From the data below, return the exact lines starting at the line containing "pub struct ModelCatalog" and ending at the line containing "for (alias, model)", both included, and nothing else.

▶ [Saved data entries]:

*** Block opens ***

use std::fmt;
use std::str::FromStr;
use std::time::Duration;

use chrono::{DateTime, Utc};
use serde::{Deserialize, Serialize};

use crate::pipeline::StageRecord;
use crate::processor::{Classification, DocumentFormat};
use crate::router::RoutingMode;
use crate::validation::QualityIssue;

/// How much effort the caller wants spent on a document.
#[derive(Debug, Clone, Copy, PartialEq, Eq, Default, Serialize, Deserialize)]
#[serde(rename_all = "lowercase")]
pub enum ProcessingMode {
    #[default]
    Auto,
    Fast,
    Deep,
}

impl ProcessingMode {
    pub fn as_str(&self) -> &'static str {
        match self {
            ProcessingMode::Auto => "auto",
            ProcessingMode::Fast => "fast",
            ProcessingMode::Deep => "deep",
        }
    }

    /// Routing mode for this processing mode. `deep` always goes to the
    /// expert model; a router in testing mode overrides `auto` and `fast`.
    pub fn routing_mode(&self, testing: bool) -> RoutingMode {
        match self {
            ProcessingMode::Deep => RoutingMode::Expert,
            _ if testing => RoutingMode::Testing,
            _ => RoutingMode::Auto,
        }
    }
}

impl fmt::Display for ProcessingMode {
    fn fmt(&self, f: &mut fmt::Formatter<'_>) -> fmt::Result {
        f.write_str(self.as_str())
    }
}

impl FromStr for ProcessingMode {
    type Err = String;

    fn from_str(s: &str) -> Result<Self, Self::Err> {
        match s.to_ascii_lowercase().as_str() {
            "auto" => Ok(ProcessingMode::Auto),
            "fast" => Ok(ProcessingMode::Fast),
            "deep" => Ok(ProcessingMode::Deep),
            other => Err(format!("unknown processing mode '{}'", other)),
        }
    }
}

#[derive(Debug, Clone, Copy, PartialEq, Eq, Serialize, Deserialize)]
#[serde(rename_all = "lowercase")]
pub enum JobStatus {
    Running,
    Succeeded,
    Failed,
}

impl JobStatus {
    pub fn as_str(&self) -> &'static str {
        match self {
            JobStatus::Running => "running",
            JobStatus::Succeeded => "succeeded",
            JobStatus::Failed => "failed",
        }
    }

    pub fn is_terminal(&self) -> bool {
        !matches!(self, JobStatus::Running)
    }
}

impl FromStr for JobStatus {
    type Err = String;

    fn from_str(s: &str) -> Result<Self, Self::Err> {
        match s {
            "running" => Ok(JobStatus::Running),
            "succeeded" => Ok(JobStatus::Succeeded),
            "failed" => Ok(JobStatus::Failed),
            other => Err(format!("unknown job status '{}'", other)),
        }
    }
}

/// What a caller submits for processing.
#[derive(Debug, Clone)]
pub struct JobInput {
    pub document_id: String,
    pub bytes: Vec<u8>,
    pub filename: String,
    pub mode: ProcessingMode,
    /// Model id or alias that overrides routing.
    pub forced_model: Option<String>,
}

impl JobInput {
    pub fn new(document_id: impl Into<String>, filename: impl Into<String>, bytes: Vec<u8>) -> Self {
        Self {
            document_id: document_id.into(),
            bytes,
            filename: filename.into(),
            mode: ProcessingMode::default(),
            forced_model: None,
        }
    }

    pub fn with_mode(mut self, mode: ProcessingMode) -> Self {
        self.mode = mode;
        self
    }

    pub fn with_forced_model(mut self, model: impl Into<String>) -> Self {
        self.forced_model = Some(model.into());
        self
    }
}

/// One processing run for one document, owned by the pipeline while it runs.
#[derive(Debug, Clone)]
pub struct DocumentJob {
    pub id: String,
    pub document_id: String,
    pub filename: String,
    pub format: Option<DocumentFormat>,
    pub is_searchable: Option<bool>,
    pub page_count: Option<u32>,
    pub classification_confidence: Option<f64>,
    pub mode: ProcessingMode,
    pub status: JobStatus,
    pub error: Option<String>,
    pub record_id: Option<String>,
    /// Model that produced the record.
    pub model: Option<String>,
    pub created_at: DateTime<Utc>,
    pub updated_at: DateTime<Utc>,
    pub completed_at: Option<DateTime<Utc>>,
}

impl DocumentJob {
    pub fn new(input: &JobInput) -> Self {
        let now = Utc::now();
        Self {
            id: uuid::Uuid::new_v4().to_string(),
            document_id: input.document_id.clone(),
            filename: input.filename.clone(),
            format: None,
            is_searchable: None,
            page_count: None,
            classification_confidence: None,
            mode: input.mode,
            status: JobStatus::Running,
            error: None,
            record_id: None,
            model: None,
            created_at: now,
            updated_at: now,
            completed_at: None,
        }
    }

    pub fn apply_classification(&mut self, classification: &Classification) {
        self.format = Some(classification.format);
        self.is_searchable = Some(classification.is_searchable);
        self.page_count = Some(classification.page_count);
        self.classification_confidence = Some(classification.confidence);
        self.updated_at = Utc::now();
    }

    pub fn succeed(&mut self, record_id: String) {
        let now = Utc::now();
        self.status = JobStatus::Succeeded;
        self.record_id = Some(record_id);
        self.updated_at = now;
        self.completed_at = Some(now);
    }

    pub fn fail(&mut self, error: String) {
        let now = Utc::now();
        self.status = JobStatus::Failed;
        self.error = Some(error);
        self.updated_at = now;
        self.completed_at = Some(now);
    }
}

/// Outcome of `Pipeline::process_document`. A failed job is reported
/// here, never as an error.
#[derive(Debug, Clone)]
pub struct ProcessingResult {
    pub success: bool,
    pub job_id: String,
    pub record_id: Option<String>,
    pub duration: Duration,
    pub error: Option<String>,
    /// The audit trail, in execution order.
    pub stages: Vec<StageRecord>,
    pub issues: Vec<QualityIssue>,
}

impl ProcessingResult {
    pub fn success(
        job: &DocumentJob,
        record_id: String,
        duration: Duration,
        stages: Vec<StageRecord>,
        issues: Vec<QualityIssue>,
    ) -> Self {
        Self {
            success: true,
            job_id: job.id.clone(),
            record_id: Some(record_id),
            duration,
            error: None,
            stages,
            issues,
        }
    }

    pub fn failure(
        job_id: &str,
        error: String,
        duration: Duration,
        stages: Vec<StageRecord>,
        issues: Vec<QualityIssue>,
    ) -> Self {
        Self {
            success: false,
            job_id: job_id.to_string(),
            record_id: None,
            duration,
            error: Some(error),
            stages,
            issues,
        }
    }

    /// Stage names in the order they ran.
    pub fn stage_names(&self) -> Vec<&'static str> {
        self.stages.iter().map(|s| s.stage.as_str()).collect()
    }
}

#[cfg(test)]
mod tests {
    use super::*;

    #[test]
    fn test_mode_mapping() {
        assert_eq!(ProcessingMode::Auto.routing_mode(false), RoutingMode::Auto);
        assert_eq!(ProcessingMode::Fast.routing_mode(false), RoutingMode::Auto);
        assert_eq!(ProcessingMode::Deep.routing_mode(false), RoutingMode::Expert);
        assert_eq!(ProcessingMode::Fast.routing_mode(true), RoutingMode::Testing);
        assert_eq!(ProcessingMode::Deep.routing_mode(true), RoutingMode::Expert);
    }

    #[test]
    fn test_mode_parse() {
        assert_eq!("DEEP".parse::<ProcessingMode>().unwrap(), ProcessingMode::Deep);
        assert!("thorough".parse::<ProcessingMode>().is_err());
    }

    #[test]
    fn test_job_lifecycle() {
        let input = JobInput::new("doc-1", "lease.pdf", vec![]).with_mode(ProcessingMode::Fast);
        let mut job = DocumentJob::new(&input);
        assert_eq!(job.status, JobStatus::Running);
        assert_eq!(job.mode, ProcessingMode::Fast);

        job.apply_classification(&Classification {
            format: DocumentFormat::Pdf,
            is_searchable: true,
            page_count: 3,
            confidence: 0.99,
            text_layer: Vec::new(),
        });
        assert_eq!(job.page_count, Some(3));

        job.succeed("rec-1".to_string());
        assert_eq!(job.status, JobStatus::Succeeded);
        assert!(job.status.is_terminal());
        assert!(job.completed_at.is_some());
        assert_eq!(job.record_id.as_deref(), Some("rec-1"));
    }

    #[test]
    fn test_job_ids_unique() {
        let input = JobInput::new("doc-1", "a.xml", vec![]);
        assert_ne!(DocumentJob::new(&input).id, DocumentJob::new(&input).id);
    }
}
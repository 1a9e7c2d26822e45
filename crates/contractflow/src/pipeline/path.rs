use crate::processor::{Classification, DocumentFormat};

use super::stage::Stage;

const DETERMINISTIC: &[Stage] = &[
    Stage::Classification,
    Stage::XmlParsing,
    Stage::Validation,
    Stage::Storage,
];

const TEXT_NATIVE: &[Stage] = &[
    Stage::Classification,
    Stage::LayoutAnalysis,
    Stage::EntityExtraction,
    Stage::Validation,
    Stage::Storage,
];

const SCANNED: &[Stage] = &[
    Stage::Classification,
    Stage::Ocr,
    Stage::LayoutAnalysis,
    Stage::EntityExtraction,
    Stage::Validation,
    Stage::Storage,
];

#[derive(Debug, Clone, Copy, PartialEq, Eq)]
pub enum ProcessingPath {
    /// Native XML, parsed without a model.
    Deterministic,
    /// PDF with a usable text layer.
    TextNative,
    /// Page images that need OCR.
    Scanned,
}

impl ProcessingPath {
    /// Path for a classified document; `None` when no path accepts it.
    /// Images always take the scanned path, even when flagged searchable.
    pub fn select(classification: &Classification) -> Option<Self> {
        match classification.format {
            DocumentFormat::Xml => Some(ProcessingPath::Deterministic),
            DocumentFormat::Pdf if classification.is_searchable => Some(ProcessingPath::TextNative),
            DocumentFormat::Pdf | DocumentFormat::Jpg | DocumentFormat::Png => {
                Some(ProcessingPath::Scanned)
            }
            DocumentFormat::Other => None,
        }
    }

    /// Every stage this path runs, classification included.
    pub fn stages(&self) -> &'static [Stage] {
        match self {
            ProcessingPath::Deterministic => DETERMINISTIC,
            ProcessingPath::TextNative => TEXT_NATIVE,
            ProcessingPath::Scanned => SCANNED,
        }
    }

    pub fn as_str(&self) -> &'static str {
        match self {
            ProcessingPath::Deterministic => "deterministic",
            ProcessingPath::TextNative => "text_native",
            ProcessingPath::Scanned => "scanned",
        }
    }
}
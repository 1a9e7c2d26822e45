//! Model identities: the four routing roles, alias normalization and pricing.

use std::collections::HashMap;

use serde::Serialize;

use crate::config::{BackendConfig, ModelRoles, RouterSettings};

#[derive(Debug, Clone, Copy, PartialEq, Eq, Hash, Serialize)]
#[serde(rename_all = "snake_case")]
pub enum ModelRole {
    /// Low-cost model used for most documents.
    DefaultWorker,
    /// High-capability model for complex or scanned documents.
    ExpertFallback,
    /// Last resort when both of the above fail.
    ReserveChannel,
    /// Cheapest model, used only in testing mode.
    Testing,
}

impl ModelRole {
    /// Order used when one model id fills several roles.
    const LOOKUP_ORDER: [ModelRole; 4] = [
        ModelRole::DefaultWorker,
        ModelRole::ExpertFallback,
        ModelRole::ReserveChannel,
        ModelRole::Testing,
    ];

    /// Alias keys that resolve to this role's model unless the config
    /// overrides them.
    fn builtin_aliases(self) -> &'static [&'static str] {
        match self {
            ModelRole::DefaultWorker => &["deepseek", "default"],
            ModelRole::ExpertFallback => &["claude", "expert"],
            ModelRole::ReserveChannel => &["gpt", "openai", "reserve"],
            ModelRole::Testing => &["test", "testing"],
        }
    }
}

/// USD per one million tokens.
#[derive(Debug, Clone, Copy, PartialEq)]
pub struct ModelPricing {
    pub input_per_million: f64,
    pub output_per_million: f64,
}

#[derive(Debug, Clone)]
pub struct ModelCatalog {
    roles: ModelRoles,
    aliases: HashMap<String, String>,
    pricing: HashMap<String, ModelPricing>,
}

impl ModelCatalog {
    pub fn new(router: &RouterSettings, backends: &[BackendConfig]) -> Self {
        let roles = router.models.clone();

        let mut aliases = HashMap::new();
        for role in ModelRole::LOOKUP_ORDER {
            let model = role_model(&roles, role);
            for alias in role.builtin_aliases() {
                aliases.insert((*alias).to_string(), model.to_string());
            }
        }
        for (alias, model) in &router.aliases {
            aliases.insert(normalize_key(alias), model.clone());
        }

        let pricing = backends
            .iter()
            .map(|b| {
                (
                    b.model.clone(),
                    ModelPricing {
                        input_per_million: b.input_price_per_million,
                        output_per_million: b.output_price_per_million,
                    },
                )
            })
            .collect();

        Self {
            roles,
            aliases,
            pricing,
        }
    }

    pub fn model_for(&self, role: ModelRole) -> &str {
        role_model(&self.roles, role)
    }

    /// The first role (in lookup order) that `model` fills.
    pub fn role_of(&self, model: &str) -> Option<ModelRole> {
        ModelRole::LOOKUP_ORDER
            .into_iter()
            .find(|role| self.model_for(*role) == model)
    }

    /// Resolves an alias or loosely spelled model name to a model id.
    ///
    /// Lookup is case-insensitive and ignores surrounding whitespace. Names
    /// that are neither an alias nor a known model come back trimmed and
    /// lowercased.
    pub fn normalize(&self, name: &str) -> String {
        let key = normalize_key(name);
        if let Some(model) = self.aliases.get(&key) {
            return model.clone();
        }
        self.known_models()
            .find(|model| model.eq_ignore_ascii_case(&key))
            .map(str::to_string)
            .unwrap_or(key)
    }

    pub fn pricing(&self, model: &str) -> Option<ModelPricing> {
        self.pricing.get(model).copied()
    }

    fn known_models(&self) -> impl Iterator<Item = &str> {
        ModelRole::LOOKUP_ORDER
            .into_iter()
            .map(move |role| self.model_for(role))
            .chain(self.pricing.keys().map(String::as_str))
    }
}

fn role_model(roles: &ModelRoles, role: ModelRole) -> &str {
    match role {
        ModelRole::DefaultWorker => &roles.default_worker,
        ModelRole::ExpertFallback => &roles.expert_fallback,
        ModelRole::ReserveChannel => &roles.reserve_channel,
        ModelRole::Testing => &roles.testing,
    }
}

fn normalize_key(name: &str) -> String {
    name.trim().to_lowercase()
}
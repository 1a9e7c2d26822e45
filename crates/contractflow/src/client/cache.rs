//! Optional TTL cache for successful backend responses.

use std::collections::hash_map::DefaultHasher;
use std::hash::{Hash, Hasher};
use std::time::Duration;

use moka::sync::Cache;

use super::transport::{ApiRequest, ApiResponse};

pub struct ResponseCache {
    inner: Cache<u64, ApiResponse>,
}

impl ResponseCache {
    pub fn new(max_entries: u64, ttl: Duration) -> Self {
        Self {
            inner: Cache::builder()
                .max_capacity(max_entries)
                .time_to_live(ttl)
                .build(),
        }
    }

    pub fn get(&self, request: &ApiRequest) -> Option<ApiResponse> {
        self.inner.get(&cache_key(request))
    }

    /// Stores 2xx responses only.
    pub fn put(&self, request: &ApiRequest, response: &ApiResponse) {
        if response.is_success() {
            self.inner.insert(cache_key(request), response.clone());
        }
    }
}

/// Method, URL and serialized body. Headers are excluded so rotating an API
/// key does not invalidate entries.
fn cache_key(request: &ApiRequest) -> u64 {
    let mut hasher = DefaultHasher::new();
    request.method.as_str().hash(&mut hasher);
    request.url.hash(&mut hasher);
    if let Some(body) = &request.body {
        body.to_string().hash(&mut hasher);
    }
    hasher.finish()
}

*** Block closes ***

▶ [Response]:
pub struct ModelCatalog {
    roles: ModelRoles,
    aliases: HashMap<String, String>,
    pricing: HashMap<String, ModelPricing>,
}

impl ModelCatalog {
    pub fn new(router: &RouterSettings, backends: &[BackendConfig]) -> Self {
        let roles = router.models.clone();

        let mut aliases = HashMap::new();
        for role in ModelRole::LOOKUP_ORDER {
            let model = role_model(&roles, role);
            for alias in role.builtin_aliases() {
                aliases.insert((*alias).to_string(), model.to_string());
            }
        }
        for (alias, model) in &router.aliases {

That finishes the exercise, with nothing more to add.